Gallup editor-in-chief Frank Newport said he doubted that prolonged executions would alter public opinion. When supporters of the death penalty are asked why they are in favor, they tend to say condemned prisoners must pay for their crimes. “The fact that the killer suffered for one or two hours more at the end may not affect those underlying attitudes,” Newport said. “That’s the whole idea.”

This sentiment was apparently shared by the family of Wood’s victims. “This man conducted a horrific murder and you guys are going, let’s worry about the drugs,” Richard Brown told the Associated Press. “Why didn’t they give him a bullet? Why didn’t we give him Drano?”
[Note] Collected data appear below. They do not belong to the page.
//! Stream a file to stdout through the reactor.
//!
//! Usage: cargo run --example cat -- <path>

use std::future::Future;
use std::os::fd::AsRawFd;
use std::pin::pin;
use std::sync::Arc;
use std::task::{Context, Poll, Wake, Waker};
use std::thread::Thread;

use ringlet::{Config, Reactor};

struct ThreadWaker(Thread);

impl Wake for ThreadWaker {
    fn wake(self: Arc<Self>) {
        self.0.unpark();
    }
}

fn block_on<F: Future>(fut: F) -> F::Output {
    let mut fut = pin!(fut);
    let waker = Waker::from(Arc::new(ThreadWaker(std::thread::current())));
    let mut cx = Context::from_waker(&waker);
    loop {
        match fut.as_mut().poll(&mut cx) {
            Poll::Ready(out) => return out,
            Poll::Pending => std::thread::park(),
        }
    }
}

fn main() -> Result<(), ringlet::Error> {
    let path = std::env::args().nth(1).unwrap_or("/etc/hostname".into());
    let file = std::fs::File::open(&path).map_err(ringlet::Error::Io)?;

    let reactor = Reactor::new(Config::default())?;
    let mut buf = [0u8; 4096];
    let mut offset = 0u64;

    loop {
        let n = block_on(reactor.read(file.as_raw_fd(), &mut buf, offset));
        if n < 0 {
            eprintln!("read failed: {}", std::io::Error::from_raw_os_error(-n));
            break;
        }
        if n == 0 {
            break;
        }
        let written = block_on(reactor.write(libc::STDOUT_FILENO, &buf[..n as usize], 0));
        if written < 0 {
            eprintln!("write failed: {}", std::io::Error::from_raw_os_error(-written));
            break;
        }
        offset += n as u64;
    }

    reactor.request_stop();
    reactor.run();
    Ok(())
}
Americans’ views on the death penalty are not firm, however. Despite the fact that they generally support it, their responses in polls reveal ambivalence about the issue. When respondents in a Post-ABC poll were asked if they would prefer that prisoners receive capital punishment or life in prison without parole, a majority of respondents chose the life sentence.

“There’s just deep ambivalence about the death penalty in our society,” said Francis Cullen, a criminologist at the University of Cincinnati. “We do it with lethal injection, oftentimes at midnight, hiding it from people.”

In 1994, fully four in five Americans were telling Gallup they were for the death penalty. The share of supporters has declined since then. The Pew Research Center has observed the same trend.

Cullen offered several possible explanations. Crime rates have fallen, and people might feel less threatened by criminal activity. Hispanics, who are less likely to support capital punishment than whites, make up more and more of the population. Since the advent of DNA forensics, genetic evidence has exonerated dozens of inmates on death row, which might also have influenced public opinion.

“Barring something horrible, some heinous crime, the long-term trend is going to be away from capital punishment,” Cullen said.